I want a regexp for matching time in HH:MM format. Here's what I have, and it works:
^[0-2][0-3]:[0-5][0-9]$
This matches everything from 00:00 to 23:59.
However, I want to change it so 0:00 and 1:00, etc are also matched as well as 00:00 and 01:30. I.e to make the leftmost digit optional, to match HH:MM as well as H:MM.
Any ideas how to make that change? I need this to work in javascript as well as php.

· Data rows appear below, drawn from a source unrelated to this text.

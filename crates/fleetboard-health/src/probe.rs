//! Single-service liveness probe.
//!
//! One bounded-time HTTP GET against `{base_address}/health`. The probe
//! never fails outward: its return type has no error variant, so "all
//! faults collapse to unhealthy" is a compile-time property rather than
//! a convention.

use std::time::Duration;

use chrono::{DateTime, Utc};
use tracing::debug;

use fleetboard_state::HealthState;

/// Default per-probe timeout.
pub const DEFAULT_PROBE_TIMEOUT: Duration = Duration::from_millis(5000);

/// Classification of one completed probe. Deliberately two-state:
/// a probe always resolves to a definite answer.
#[derive(Debug, Clone, Copy, PartialEq, Eq)]
pub enum ProbeVerdict {
    /// The health endpoint returned 2xx within the timeout.
    Healthy,
    /// Non-2xx, connection failure, malformed address, or timeout.
    Unhealthy,
}

impl ProbeVerdict {
    /// Widen into the store's three-state health model.
    pub fn as_health_state(self) -> HealthState {
        match self {
            ProbeVerdict::Healthy => HealthState::Healthy,
            ProbeVerdict::Unhealthy => HealthState::Unhealthy,
        }
    }
}

/// Result of one completed probe: the classification plus the moment
/// the probe resolved.
#[derive(Debug, Clone, Copy, PartialEq, Eq)]
pub struct ProbeOutcome {
    pub verdict: ProbeVerdict,
    pub observed_at: DateTime<Utc>,
}

/// Perform an HTTP health probe against a service's base address.
///
/// The request races a timer of `timeout`; if the timer fires first the
/// request future is dropped, which closes the underlying connection —
/// the probe never lingers in the background. Accepts a bare authority
/// (`host:port`) or an `http://` URL.
pub async fn http_probe(base_address: &str, timeout: Duration) -> ProbeOutcome {
    let authority = authority_of(base_address);
    let uri = format!("http://{authority}/health");

    let result = tokio::time::timeout(timeout, async {
        let stream = match tokio::net::TcpStream::connect(&authority).await {
            Ok(s) => s,
            Err(e) => {
                debug!(error = %e, %uri, "health probe connection failed");
                return ProbeVerdict::Unhealthy;
            }
        };

        let io = hyper_util::rt::TokioIo::new(stream);
        let (mut sender, conn) = match hyper::client::conn::http1::handshake(io).await {
            Ok(pair) => pair,
            Err(e) => {
                debug!(error = %e, %uri, "health probe handshake failed");
                return ProbeVerdict::Unhealthy;
            }
        };

        // Drive the connection while the request is in flight.
        tokio::spawn(async move {
            let _ = conn.await;
        });

        let req = match http::Request::builder()
            .method("GET")
            .uri(&uri)
            .header("host", &authority)
            .header("user-agent", "fleetboard-health/0.1")
            .body(http_body_util::Empty::<bytes::Bytes>::new())
        {
            Ok(req) => req,
            Err(e) => {
                debug!(error = %e, %uri, "health probe request build failed");
                return ProbeVerdict::Unhealthy;
            }
        };

        match sender.send_request(req).await {
            Ok(resp) if resp.status().is_success() => ProbeVerdict::Healthy,
            Ok(resp) => {
                debug!(status = %resp.status(), %uri, "health probe non-2xx");
                ProbeVerdict::Unhealthy
            }
            Err(e) => {
                debug!(error = %e, %uri, "health probe request failed");
                ProbeVerdict::Unhealthy
            }
        }
    })
    .await;

    let verdict = match result {
        Ok(verdict) => verdict,
        Err(_) => {
            debug!(%uri, "health probe timed out");
            ProbeVerdict::Unhealthy
        }
    };

    ProbeOutcome {
        verdict,
        observed_at: Utc::now(),
    }
}

/// Reduce a configured base address to a dialable `host:port` authority.
fn authority_of(base_address: &str) -> String {
    let trimmed = base_address
        .trim()
        .trim_start_matches("http://")
        .trim_start_matches("https://");
    trimmed.trim_end_matches('/').to_string()
}

#[cfg(test)]
mod tests {
    use super::*;
    use std::sync::Arc;
    use std::sync::atomic::{AtomicBool, Ordering};
    use std::time::Instant;
    use tokio::io::{AsyncReadExt, AsyncWriteExt};
    use tokio::net::TcpListener;

    /// Minimal backend that answers every request with the given status
    /// line, e.g. `"200 OK"` or `"500 Internal Server Error"`.
    async fn spawn_backend(status_line: &'static str) -> String {
        let listener = TcpListener::bind("127.0.0.1:0").await.unwrap();
        let addr = listener.local_addr().unwrap();

        tokio::spawn(async move {
            while let Ok((mut sock, _)) = listener.accept().await {
                tokio::spawn(async move {
                    let mut buf = [0u8; 1024];
                    let _ = sock.read(&mut buf).await;
                    let resp = format!(
                        "HTTP/1.1 {status_line}\r\ncontent-length: 0\r\nconnection: close\r\n\r\n"
                    );
                    let _ = sock.write_all(resp.as_bytes()).await;
                });
            }
        });

        format!("127.0.0.1:{}", addr.port())
    }

    /// Backend that accepts connections but never responds. Sets the
    /// flag once the client hangs up (read returns EOF).
    async fn spawn_silent_backend(client_gone: Arc<AtomicBool>) -> String {
        let listener = TcpListener::bind("127.0.0.1:0").await.unwrap();
        let addr = listener.local_addr().unwrap();

        tokio::spawn(async move {
            while let Ok((mut sock, _)) = listener.accept().await {
                let client_gone = client_gone.clone();
                tokio::spawn(async move {
                    let mut buf = [0u8; 1024];
                    loop {
                        match sock.read(&mut buf).await {
                            Ok(0) | Err(_) => {
                                client_gone.store(true, Ordering::SeqCst);
                                break;
                            }
                            Ok(_) => {}
                        }
                    }
                });
            }
        });

        format!("127.0.0.1:{}", addr.port())
    }

    #[tokio::test]
    async fn probe_2xx_is_healthy() {
        let addr = spawn_backend("200 OK").await;
        let outcome = http_probe(&addr, Duration::from_secs(2)).await;
        assert_eq!(outcome.verdict, ProbeVerdict::Healthy);
    }

    #[tokio::test]
    async fn probe_accepts_http_url_form() {
        let addr = spawn_backend("204 No Content").await;
        let outcome = http_probe(&format!("http://{addr}/"), Duration::from_secs(2)).await;
        assert_eq!(outcome.verdict, ProbeVerdict::Healthy);
    }

    #[tokio::test]
    async fn probe_500_is_unhealthy() {
        let addr = spawn_backend("500 Internal Server Error").await;
        let outcome = http_probe(&addr, Duration::from_secs(2)).await;
        assert_eq!(outcome.verdict, ProbeVerdict::Unhealthy);
    }

    #[tokio::test]
    async fn probe_refused_connection_is_unhealthy() {
        // Port 1 is not listening.
        let outcome = http_probe("127.0.0.1:1", Duration::from_millis(500)).await;
        assert_eq!(outcome.verdict, ProbeVerdict::Unhealthy);
    }

    #[tokio::test]
    async fn probe_malformed_address_is_unhealthy() {
        let outcome = http_probe("not a real address", Duration::from_millis(500)).await;
        assert_eq!(outcome.verdict, ProbeVerdict::Unhealthy);
    }

    #[tokio::test]
    async fn probe_timeout_is_unhealthy_and_bounded() {
        let client_gone = Arc::new(AtomicBool::new(false));
        let addr = spawn_silent_backend(client_gone.clone()).await;

        let start = Instant::now();
        let outcome = http_probe(&addr, Duration::from_millis(200)).await;
        let elapsed = start.elapsed();

        assert_eq!(outcome.verdict, ProbeVerdict::Unhealthy);
        assert!(elapsed >= Duration::from_millis(200));
        assert!(elapsed < Duration::from_secs(2), "probe did not respect timeout");
    }

    #[tokio::test]
    async fn probe_timeout_drops_the_connection() {
        let client_gone = Arc::new(AtomicBool::new(false));
        let addr = spawn_silent_backend(client_gone.clone()).await;

        let outcome = http_probe(&addr, Duration::from_millis(200)).await;
        assert_eq!(outcome.verdict, ProbeVerdict::Unhealthy);

        // The abandoned request tears down its socket; the backend sees
        // EOF shortly after the timeout fires.
        for _ in 0..50 {
            if client_gone.load(Ordering::SeqCst) {
                return;
            }
            tokio::time::sleep(Duration::from_millis(20)).await;
        }
        panic!("backend never saw the probe connection close");
    }

    #[tokio::test]
    async fn probe_always_reports_completion_time() {
        let before = Utc::now();
        let outcome = http_probe("127.0.0.1:1", Duration::from_millis(200)).await;
        assert!(outcome.observed_at >= before);
    }

    #[test]
    fn authority_strips_scheme_and_trailing_slash() {
        assert_eq!(authority_of("http://10.0.0.1:8080/"), "10.0.0.1:8080");
        assert_eq!(authority_of("https://svc.internal:9000"), "svc.internal:9000");
        assert_eq!(authority_of("127.0.0.1:3000"), "127.0.0.1:3000");
    }

    #[test]
    fn verdict_widens_to_health_state() {
        assert_eq!(ProbeVerdict::Healthy.as_health_state(), HealthState::Healthy);
        assert_eq!(
            ProbeVerdict::Unhealthy.as_health_state(),
            HealthState::Unhealthy
        );
    }
}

Your original regular expression has flaws: it wouldn't match 04:00 for example.
This may work better:
^([0-1]?[0-9]|2[0-3]):[0-5][0-9]$
Regular Expressions for Time
HH:MM 12-hour format, optional leading 0
/^(0?[1-9]|1[0-2]):[0-5][0-9]$/
HH:MM 12-hour format, optional leading 0, mandatory meridiems (AM/PM)
/((1[0-2]|0?[1-9]):([0-5][0-9]) ?([AaPp][Mm]))/
HH:MM 24-hour with leading 0
/^(0[0-9]|1[0-9]|2[0-3]):[0-5][0-9]$/
HH:MM 24-hour format, optional leading 0
/^([0-9]|0[0-9]|1[0-9]|2[0-3]):[0-5][0-9]$/
HH:MM:SS 24-hour format with leading 0
/(?:[01]\d|2[0-3]):(?:[0-5]\d):(?:[0-5]\d)/
Reference and Demo
None of the above worked for me.
In the end I used:
^([0-1]?[0-9]|2[0-3]):[0-5][0-9]$ (js engine)
Logic:
The first number (hours) is either:
a number between 0 and 19 --> [0-1]?[0-9] (allowing single digit number)
or
a number between 20 - 23 --> 2[0-3]
the second number (minutes) is always a number between 00 and 59 --> [0-5][0-9] (not allowing a single digit)
You can use this one 24H, seconds are optional
^([0-1]?[0-9]|[2][0-3]):([0-5][0-9])(:[0-5][0-9])?$
The best would be for HH:MM without taking any risk.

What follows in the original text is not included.